A natural or legal person may hold shares in one or more banks. In the event of holding shares in multiple banking institutions, the holder must designate a primary banking institution, in which their participation cannot exceed 20% of the share capital. In application of articles 52 to 54 and 163 of the law of May 14, 2012, on banks and other financial institutions, financial institutions, with the exception of currency exchange agents, are required to comply with the following provisions regarding their shareholding.

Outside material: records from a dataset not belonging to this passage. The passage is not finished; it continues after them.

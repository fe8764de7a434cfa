//! Bounded in-process job queue feeding a fixed worker pool.
//!
//! Jobs are FIFO; each worker runs one job to completion before taking
//! another, so the number of simultaneously running jobs never exceeds the
//! pool size. A job only counts as *failed* on engine-level failure —
//! per-item sync errors still complete the job. Retries apply exponential
//! backoff and only fire for transient errors.

use std::sync::atomic::{AtomicUsize, Ordering};
use std::sync::Arc;
use std::time::Duration;

use async_trait::async_trait;
use chrono::Utc;
use dashmap::DashMap;
use serde::{Deserialize, Serialize};
use tokio::task::JoinHandle;
use tracing::{debug, info, warn};
use uuid::Uuid;

use ws_core::cancel::CancelFlag;
use ws_core::config::QueueConfig;
use ws_core::error::{Result, WsError};
use ws_core::types::{ExecutionTrigger, Job, JobState, SyncOptions};

use crate::events::{EventBus, JobEvent};
use crate::shutdown::ShutdownSignal;

/// Runs one job; implemented by the service layer around the sync engine.
#[async_trait]
pub trait JobExecutor: Send + Sync + 'static {
    async fn run(&self, job: &Job, cancel: CancelFlag) -> Result<serde_json::Value>;
}

#[derive(Debug, Clone)]
pub struct QueueSettings {
    pub workers: usize,
    /// Maximum backlog of queued (not yet running) jobs.
    pub capacity: usize,
    pub max_attempts: u32,
    pub retry_backoff: Duration,
}

impl Default for QueueSettings {
    fn default() -> Self {
        Self {
            workers: 5,
            capacity: 100,
            max_attempts: 3,
            retry_backoff: Duration::from_secs(1),
        }
    }
}

impl From<&QueueConfig> for QueueSettings {
    fn from(cfg: &QueueConfig) -> Self {
        Self {
            workers: cfg.workers,
            capacity: cfg.capacity,
            max_attempts: cfg.max_attempts,
            retry_backoff: Duration::from_millis(cfg.retry_backoff_ms),
        }
    }
}

#[derive(Debug, Clone, Copy, Default, Serialize, Deserialize)]
pub struct QueueCounts {
    pub queued: usize,
    pub active: usize,
    pub completed: usize,
    pub failed: usize,
}

struct Inner {
    settings: QueueSettings,
    tx: flume::Sender<Uuid>,
    rx: flume::Receiver<Uuid>,
    jobs: DashMap<Uuid, Job>,
    cancels: DashMap<Uuid, CancelFlag>,
    events: EventBus,
    queued: AtomicUsize,
    active: AtomicUsize,
    completed: AtomicUsize,
    failed: AtomicUsize,
}

#[derive(Clone)]
pub struct JobQueue {
    inner: Arc<Inner>,
}

impl JobQueue {
    pub fn new(settings: QueueSettings) -> Self {
        let (tx, rx) = flume::unbounded();
        Self {
            inner: Arc::new(Inner {
                settings,
                tx,
                rx,
                jobs: DashMap::new(),
                cancels: DashMap::new(),
                events: EventBus::new(),
                queued: AtomicUsize::new(0),
                active: AtomicUsize::new(0),
                completed: AtomicUsize::new(0),
                failed: AtomicUsize::new(0),
            }),
        }
    }

    pub fn events(&self) -> &EventBus {
        &self.inner.events
    }

    /// Append a job to the FIFO. Refuses with [`WsError::QueueFull`] when the
    /// backlog is at capacity; callers must not blindly retry.
    pub fn enqueue(
        &self,
        config_id: Uuid,
        options: SyncOptions,
        trigger: ExecutionTrigger,
        payload: Option<serde_json::Value>,
    ) -> Result<Uuid> {
        if self.inner.queued.load(Ordering::SeqCst) >= self.inner.settings.capacity {
            return Err(WsError::QueueFull);
        }

        let mut job = Job::new(config_id, options, trigger);
        job.max_attempts = self.inner.settings.max_attempts;
        job.payload = payload;
        let id = job.id;

        self.inner.queued.fetch_add(1, Ordering::SeqCst);
        self.inner.jobs.insert(id, job.clone());
        self.inner.cancels.insert(id, CancelFlag::new());
        self.inner.events.publish(JobEvent::Queued { job });
        self.inner
            .tx
            .send(id)
            .map_err(|_| WsError::Execution("job channel closed".into()))?;

        debug!(job_id = %id, config_id = %config_id, "job enqueued");
        Ok(id)
    }

    /// The job record, if known.
    pub fn status(&self, id: Uuid) -> Option<Job> {
        self.inner.jobs.get(&id).map(|j| j.clone())
    }

    pub fn counts(&self) -> QueueCounts {
        QueueCounts {
            queued: self.inner.queued.load(Ordering::SeqCst),
            active: self.inner.active.load(Ordering::SeqCst),
            completed: self.inner.completed.load(Ordering::SeqCst),
            failed: self.inner.failed.load(Ordering::SeqCst),
        }
    }

    /// Request cancellation. A queued job is skipped when a worker picks it
    /// up; a running job aborts at its next check point.
    pub fn cancel(&self, id: Uuid) -> bool {
        match self.inner.cancels.get(&id) {
            Some(flag) => {
                flag.cancel();
                if let Some(mut job) = self.inner.jobs.get_mut(&id) {
                    if job.state == JobState::Queued {
                        job.state = JobState::Cancelled;
                    }
                }
                true
            }
            None => false,
        }
    }

    /// Spawn the worker pool. Workers exit on shutdown after finishing their
    /// current job.
    pub fn start(&self, executor: Arc<dyn JobExecutor>, shutdown: &ShutdownSignal) -> Vec<JoinHandle<()>> {
        (0..self.inner.settings.workers)
            .map(|worker_idx| {
                let queue = self.clone();
                let executor = executor.clone();
                let mut shutdown_rx = shutdown.subscribe();
                tokio::spawn(async move {
                    loop {
                        tokio::select! {
                            _ = shutdown_rx.recv() => break,
                            msg = queue.inner.rx.recv_async() => match msg {
                                Err(_) => break,
                                Ok(job_id) => queue.run_job(job_id, executor.as_ref(), worker_idx).await,
                            },
                        }
                    }
                    debug!(worker = worker_idx, "queue worker stopped");
                })
            })
            .collect()
    }

    async fn run_job(&self, job_id: Uuid, executor: &dyn JobExecutor, worker_idx: usize) {
        let inner = &self.inner;
        let cancel = inner
            .cancels
            .get(&job_id)
            .map(|f| f.clone())
            .unwrap_or_default();

        // Cancelled while still queued.
        if cancel.is_cancelled() {
            inner.queued.fetch_sub(1, Ordering::SeqCst);
            if let Some(mut job) = inner.jobs.get_mut(&job_id) {
                job.state = JobState::Cancelled;
                job.completed_at = Some(Utc::now());
            }
            if let Some(job) = self.status(job_id) {
                inner.events.publish(JobEvent::Cancelled { job });
            }
            return;
        }

        inner.queued.fetch_sub(1, Ordering::SeqCst);
        inner.active.fetch_add(1, Ordering::SeqCst);

        let job_snapshot = {
            let mut job = match inner.jobs.get_mut(&job_id) {
                Some(job) => job,
                None => {
                    inner.active.fetch_sub(1, Ordering::SeqCst);
                    return;
                }
            };
            job.state = JobState::Running;
            job.started_at = Some(Utc::now());
            job.clone()
        };
        info!(job_id = %job_id, worker = worker_idx, "job started");
        inner.events.publish(JobEvent::Started { job: job_snapshot.clone() });

        let mut attempts = 0u32;
        let outcome = loop {
            attempts += 1;
            if let Some(mut job) = inner.jobs.get_mut(&job_id) {
                job.attempts = attempts;
            }
            match executor.run(&job_snapshot, cancel.clone()).await {
                Ok(result) => break Ok(result),
                Err(e) => {
                    if cancel.is_cancelled() {
                        break Err(e);
                    }
                    if e.is_retryable() && attempts < job_snapshot.max_attempts {
                        let backoff = inner.settings.retry_backoff * 2u32.pow(attempts - 1);
                        warn!(
                            job_id = %job_id,
                            attempt = attempts,
                            backoff_ms = backoff.as_millis() as u64,
                            error = %e,
                            "transient failure; retrying"
                        );
                        tokio::time::sleep(backoff).await;
                        continue;
                    }
                    break Err(e);
                }
            }
        };

        let final_job = {
            let mut job = inner.jobs.get_mut(&job_id).expect("job record exists");
            job.completed_at = Some(Utc::now());
            match &outcome {
                Ok(result) => {
                    job.state = JobState::Completed;
                    job.result = Some(result.clone());
                }
                Err(e) => {
                    job.state = if cancel.is_cancelled() {
                        JobState::Cancelled
                    } else {
                        JobState::Failed
                    };
                    job.error = Some(e.to_string());
                }
            }
            job.clone()
        };

        inner.active.fetch_sub(1, Ordering::SeqCst);
        match final_job.state {
            JobState::Completed => {
                inner.completed.fetch_add(1, Ordering::SeqCst);
                info!(job_id = %job_id, "job completed");
                inner.events.publish(JobEvent::Completed { job: final_job });
            }
            JobState::Cancelled => {
                warn!(job_id = %job_id, "job cancelled");
                inner.events.publish(JobEvent::Cancelled { job: final_job });
            }
            _ => {
                inner.failed.fetch_add(1, Ordering::SeqCst);
                warn!(job_id = %job_id, error = ?final_job.error, "job failed");
                inner.events.publish(JobEvent::Failed { job: final_job });
            }
        }
        inner.cancels.remove(&job_id);
    }

    /// Wait for the backlog and in-flight jobs to finish, bounded by `grace`.
    /// Returns `true` when the queue fully drained.
    pub async fn drain(&self, grace: Duration) -> bool {
        let deadline = tokio::time::Instant::now() + grace;
        loop {
            let counts = self.counts();
            if counts.queued == 0 && counts.active == 0 {
                return true;
            }
            if tokio::time::Instant::now() >= deadline {
                warn!(
                    queued = counts.queued,
                    active = counts.active,
                    "drain grace period expired"
                );
                return false;
            }
            tokio::time::sleep(Duration::from_millis(20)).await;
        }
    }
}

// ---------------------------------------------------------------------------
// Tests
// ---------------------------------------------------------------------------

The following definitions apply to this circular: a) Shareholder: any natural or legal person holding a participation in the capital of a company. b) Administrator: any natural person or representative of a legal person appointed to the board of directors of a company. c) Capital: the value of all categories of shares with or without voting rights making up the share capital of an entity. d) Counter-letter: a contract, between two or more natural or legal persons, aimed at simulating the transfer, in appearance only, of the ownership of shares of an entity. e) Executive: any natural person appointed by the board of directors to this title, or if not appointed, who fulfills a management function as an employee or service provider. f) Subsidiary: any legal person controlled by another legal person (parent company) either by a capital contribution of more than 50%, or by holding more than 50% of voting rights, or by a decisive interest allowing the parent company to exercise effective control over the management or policy of said subsidiary. g) Group of related shareholders: all natural persons having between them relationships of spouses, ancestors and descendants up to the degree of father, mother, son, daughter, grandson and granddaughter, as well as their collaterals up to the degree of brother and sister; all natural and legal persons constituting a group of related persons as defined by the circular on the concentration of credit risks.

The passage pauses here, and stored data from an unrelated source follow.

// ---------------------------------------------------------------------------
// Row mappers
// ---------------------------------------------------------------------------

fn connector_from_row(row: &rusqlite::Row<'_>) -> rusqlite::Result<ConnectorRecord> {
    Ok(ConnectorRecord {
        id: uuid_from_sql(row.get(0)?),
        name: row.get(1)?,
        kind: row.get(2)?,
        base_url: row.get(3)?,
        endpoint: row.get(4)?,
        auth_kind: enum_from_sql(&row.get::<_, String>(5)?)?,
        encrypted_credentials: row.get(6)?,
        active: row.get(7)?,
        metadata: opt_json_from_sql(row.get(8)?)?,
        created_at: ts_from_sql(&row.get::<_, String>(9)?),
        updated_at: ts_from_sql(&row.get::<_, String>(10)?),
    })
}

fn sync_config_from_row(row: &rusqlite::Row<'_>) -> rusqlite::Result<SyncConfig> {
    let options: String = row.get(10)?;
    Ok(SyncConfig {
        id: uuid_from_sql(row.get(0)?),
        name: row.get(1)?,
        source_connector_id: uuid_from_sql(row.get(2)?),
        target_connector_id: uuid_from_sql(row.get(3)?),
        active: row.get(4)?,
        trigger_kind: enum_from_sql(&row.get::<_, String>(5)?)?,
        cron_expr: row.get(6)?,
        direction: enum_from_sql(&row.get::<_, String>(7)?)?,
        track_versions: row.get(8)?,
        conflict_strategy: enum_from_sql(&row.get::<_, String>(9)?)?,
        options: from_json_text(&options)?,
        sync_filter: opt_json_from_sql(row.get(11)?)?,
        last_sync_at: opt_ts_from_sql(row.get(12)?),
        created_at: ts_from_sql(&row.get::<_, String>(13)?),
        updated_at: ts_from_sql(&row.get::<_, String>(14)?),
    })
}

fn synced_item_from_row(row: &rusqlite::Row<'_>) -> rusqlite::Result<SyncedItem> {
    Ok(SyncedItem {
        id: uuid_from_sql(row.get(0)?),
        sync_config_id: uuid_from_sql(row.get(1)?),
        source_connector_id: uuid_from_sql(row.get(2)?),
        target_connector_id: uuid_from_sql(row.get(3)?),
        source_item_id: row.get(4)?,
        target_item_id: row.get(5)?,
        source_item_type: row.get(6)?,
        target_item_type: row.get(7)?,
        first_synced_at: ts_from_sql(&row.get::<_, String>(8)?),
        last_synced_at: ts_from_sql(&row.get::<_, String>(9)?),
        sync_count: row.get(10)?,
        status: enum_from_sql(&row.get::<_, String>(11)?)?,
    })
}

The other banks in which this person is a shareholder are therefore considered secondary banking institutions in which the person concerned cannot hold a participation exceeding 5% of the share capital, both individually and collectively with a group of shareholders related to them.

The 20% ceiling does not apply in the case of holding a participation in a single bank.

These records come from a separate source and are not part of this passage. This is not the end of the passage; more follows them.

// ---------------------------------------------------------------------------
// Tests
// ---------------------------------------------------------------------------

#[cfg(test)]
mod tests {
    use super::*;
    use serde_json::json;
    use ws_connectors::memory::MemoryConnector;
    use ws_core::types::{AuthKind, ConflictKind, ConnectorRecord};

    struct Fixture {
        store: Arc<Store>,
        config: SyncConfig,
        source: MemoryConnector,
        target: MemoryConnector,
        resolver: ConflictResolver,
    }

    async fn fixture(direction: ConfigDirection, strategy: ConflictStrategy) -> Fixture {
        let store = Arc::new(Store::open_in_memory().await.unwrap());
        let a = ConnectorRecord::new("src", "memory", "mem://", AuthKind::Pat, "00");
        let b = ConnectorRecord::new("tgt", "memory", "mem://", AuthKind::Pat, "00");
        store.insert_connector(&a).await.unwrap();
        store.insert_connector(&b).await.unwrap();
        let mut config = SyncConfig::new("pair", a.id, b.id);
        config.direction = direction;
        config.conflict_strategy = strategy;
        store.insert_sync_config(&config).await.unwrap();

        let source = MemoryConnector::new("A");
        let target = MemoryConnector::new("B");
        source.seed_item("A-1", "Task", &[("title", json!("S"))]);
        target.seed_item("B-7", "Task", &[("title", json!("T"))]);

        let resolver = ConflictResolver::new(
            store.clone(),
            config.clone(),
            Arc::new(source.clone()),
            Arc::new(target.clone()),
        );
        Fixture {
            store,
            config,
            source,
            target,
            resolver,
        }
    }

    fn title_conflict(
        config: &SyncConfig,
        source_newer: bool,
    ) -> SyncConflict {
        let (src_date, tgt_date) = if source_newer {
            ("2026-03-02T00:00:00+00:00", "2026-03-01T00:00:00+00:00")
        } else {
            ("2026-03-01T00:00:00+00:00", "2026-03-02T00:00:00+00:00")
        };
        SyncConflict {
            id: Uuid::new_v4(),
            sync_config_id: config.id,
            execution_id: None,
            source_work_item_id: "A-1".into(),
            target_work_item_id: "B-7".into(),
            work_item_type: Some("Task".into()),
            kind: ConflictKind::FieldConflict,
            field_name: Some("title".into()),
            source_value: Some(json!("S")),
            target_value: Some(json!("T")),
            base_value: Some(json!("Hello")),
            status: ConflictStatus::Unresolved,
            resolution_strategy: None,
            resolved_value: None,
            resolved_by: None,
            resolved_at: None,
            metadata: json!({
                "target_field": "title",
                "source_changed_date": src_date,
                "target_changed_date": tgt_date,
            }),
            detected_at: Utc::now(),
        }
    }

    #[tokio::test]
    async fn last_write_wins_prefers_newer_side_and_ties_go_to_source() {
        let f = fixture(ConfigDirection::OneWay, ConflictStrategy::LastWriteWins).await;

        let source_newer = title_conflict(&f.config, true);
        let r = f.resolver.decide(&source_newer, ConflictStrategy::LastWriteWins);
        assert_eq!(r.winner, Winner::Source);
        assert_eq!(r.resolved_value, Some(json!("S")));

        let target_newer = title_conflict(&f.config, false);
        let r = f.resolver.decide(&target_newer, ConflictStrategy::LastWriteWins);
        assert_eq!(r.winner, Winner::Target);

        // Missing dates: source wins.
        let mut no_dates = title_conflict(&f.config, true);
        no_dates.metadata = json!({"target_field": "title"});
        let r = f.resolver.decide(&no_dates, ConflictStrategy::LastWriteWins);
        assert_eq!(r.winner, Winner::Source);
    }

    #[tokio::test]
    async fn merge_yields_to_the_changed_side() {
        let f = fixture(ConfigDirection::OneWay, ConflictStrategy::Merge).await;

        let mut source_unchanged = title_conflict(&f.config, true);
        source_unchanged.source_value = Some(json!("Hello")); // equals base
        let r = f.resolver.decide(&source_unchanged, ConflictStrategy::Merge);
        assert_eq!(r.winner, Winner::Target);

        let mut target_unchanged = title_conflict(&f.config, true);
        target_unchanged.target_value = Some(json!("Hello"));
        let r = f.resolver.decide(&target_unchanged, ConflictStrategy::Merge);
        assert_eq!(r.winner, Winner::Source);

        // Both changed: falls back to last-write-wins (source newer here).
        let both = title_conflict(&f.config, true);
        let r = f.resolver.decide(&both, ConflictStrategy::Merge);
        assert_eq!(r.winner, Winner::Source);
        assert_eq!(r.strategy, ConflictStrategy::Merge);
    }

    #[tokio::test]
    async fn resolve_applies_to_target_and_records_audit() {
        let f = fixture(ConfigDirection::OneWay, ConflictStrategy::LastWriteWins).await;
        let conflict = title_conflict(&f.config, true);
        f.store.insert_conflicts(&[conflict.clone()]).await.unwrap();

        let resolution = f.resolver.resolve(&conflict, None).await.unwrap();
        assert!(!resolution.requires_manual);
        assert_eq!(resolution.resolved_value, Some(json!("S")));

        // Target received the winning value.
        let updates = f.target.updated_calls();
        assert_eq!(updates.len(), 1);
        assert_eq!(updates[0].0, "B-7");
        assert_eq!(updates[0].1["title"], json!("S"));
        // One-way config: no write back to the source.
        assert!(f.source.updated_calls().is_empty());

        let row = f.store.get_conflict(conflict.id).await.unwrap().unwrap();
        assert_eq!(row.status, ConflictStatus::Resolved);
        assert_eq!(row.resolution_strategy, Some(ConflictStrategy::LastWriteWins));
        assert_eq!(row.resolved_value, Some(json!("S")));
        assert_eq!(row.resolved_by.as_deref(), Some("system"));
    }

    #[tokio::test]
    async fn manual_strategy_leaves_row_unresolved() {
        let f = fixture(ConfigDirection::Bidirectional, ConflictStrategy::Manual).await;
        let conflict = title_conflict(&f.config, true);
        f.store.insert_conflicts(&[conflict.clone()]).await.unwrap();

        let resolution = f.resolver.resolve(&conflict, None).await.unwrap();
        assert!(resolution.requires_manual);
        assert!(f.target.updated_calls().is_empty());
        assert!(f.source.updated_calls().is_empty());

        let row = f.store.get_conflict(conflict.id).await.unwrap().unwrap();
        assert_eq!(row.status, ConflictStatus::Unresolved);
    }

    #[tokio::test]
    async fn manual_resolution_converges_both_sides_when_bidirectional() {
        let f = fixture(ConfigDirection::Bidirectional, ConflictStrategy::Manual).await;
        let conflict = title_conflict(&f.config, true);
        f.store.insert_conflicts(&[conflict.clone()]).await.unwrap();

        f.resolver
            .resolve_manually(conflict.id, json!("T"), "chose target", "alice")
            .await
            .unwrap();

        let target_updates = f.target.updated_calls();
        assert_eq!(target_updates[0].1["title"], json!("T"));
        let source_updates = f.source.updated_calls();
        assert_eq!(source_updates.len(), 1);
        assert_eq!(source_updates[0].0, "A-1");
        assert_eq!(source_updates[0].1["title"], json!("T"));

        let row = f.store.get_conflict(conflict.id).await.unwrap().unwrap();
        assert_eq!(row.status, ConflictStatus::Resolved);
        assert_eq!(row.resolved_by.as_deref(), Some("alice"));
        assert_eq!(row.resolved_value, Some(json!("T")));
    }

    #[tokio::test]
    async fn target_priority_writes_back_to_source_in_bidirectional() {
        let f = fixture(ConfigDirection::Bidirectional, ConflictStrategy::TargetPriority).await;
        let conflict = title_conflict(&f.config, true);
        f.store.insert_conflicts(&[conflict.clone()]).await.unwrap();

        f.resolver.resolve(&conflict, None).await.unwrap();
        assert_eq!(f.source.updated_calls().len(), 1);
        assert_eq!(f.source.updated_calls()[0].1["title"], json!("T"));
    }

    #[tokio::test]
    async fn failed_application_is_captured_without_reopening() {
        let f = fixture(ConfigDirection::OneWay, ConflictStrategy::SourcePriority).await;
        let mut conflict = title_conflict(&f.config, true);
        conflict.target_work_item_id = "B-404".into(); // update will fail
        f.store.insert_conflicts(&[conflict.clone()]).await.unwrap();

        let resolution = f.resolver.resolve(&conflict, None).await.unwrap();
        assert!(!resolution.requires_manual);

        // The row is still flipped to resolved; the failure lives in the
        // audit record's application result.
        let row = f.store.get_conflict(conflict.id).await.unwrap().unwrap();
        assert_eq!(row.status, ConflictStatus::Resolved);
    }

    #[tokio::test]
    async fn strategy_override_beats_config_default() {
        let f = fixture(ConfigDirection::OneWay, ConflictStrategy::Manual).await;
        let conflict = title_conflict(&f.config, true);
        f.store.insert_conflicts(&[conflict.clone()]).await.unwrap();

        let resolution = f
            .resolver
            .resolve(&conflict, Some(ConflictStrategy::SourcePriority))
            .await
            .unwrap();
        assert!(!resolution.requires_manual);
        assert_eq!(resolution.winner, Winner::Source);
    }

    #[tokio::test]
    async fn resolve_many_returns_per_conflict_outcomes() {
        let f = fixture(ConfigDirection::OneWay, ConflictStrategy::SourcePriority).await;
        let c1 = title_conflict(&f.config, true);
        let c2 = title_conflict(&f.config, false);
        f.store.insert_conflicts(&[c1.clone(), c2.clone()]).await.unwrap();

        let results = f.resolver.resolve_many(&[c1, c2], None).await;
        assert_eq!(results.len(), 2);
        assert!(results.iter().all(|(_, r)| r.is_ok()));
    }
}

A same shareholder or a group of related shareholders of a bank that they have designated as their primary banking institution cannot, in any case, hold a participation exceeding 5% in the capital of one or more secondary banking institutions. Furthermore, natural or legal persons belonging to these groups cannot be administrators or executives in secondary banking institutions.

Only shareholders and groups of related shareholders who held a participation exceeding 5% of the capital of one or more secondary banking institutions on July 9, 1997, may maintain this participation. However, they cannot acquire new shares unless their participation falls below 5% of the capital.

During new capital issuances or private transfers between two natural or legal persons, banks must ensure that investors comply with the provisions of this circular by conducting all necessary checks and obtaining a written declaration from investors regarding their ability to acquire or increase their participation (see information to be provided to the BRH upon taking a participation in Annex IV).

A same shareholder and members of the same group of related shareholders cannot, in any case, be administrators of two banks unless one directly or indirectly owns 50% or more of the capital of the other. No individual can be an administrator or executive of two or more banks unless one owns 50% or more of the capital of the other.

  1. Qualified shareholding of financial institutions

Any natural or legal person holding, directly or indirectly, 10% or more of the share capital or voting rights of a financial institution covered by this circular is considered a qualified shareholder of said institution.

Financial institutions are required to inform the BRH at all times of any project having the effect of acquiring or transferring a qualified participation in their capital. The notification must be transmitted to the BRH at least three (3) months before the date scheduled for the completion of the operation.

In the event of acquiring a qualified participation in the capital of an institution, the information mentioned in Annex IV and a letter of commitment established by the purchaser in accordance with the model defined in Annex V must be attached to the notification. The BRH may, within a period of one (1) month from the date of receipt, oppose the project if it is not satisfied with the quality of the person concerned.

Financial institutions are required to send to the BRH, at the latest one hundred twenty (120) days after the end of the fiscal year, the certified financial statements of the last closed fiscal year, if applicable consolidated, of any parent company considered a qualified shareholder, as well as the report of the independent auditor certifying these statements.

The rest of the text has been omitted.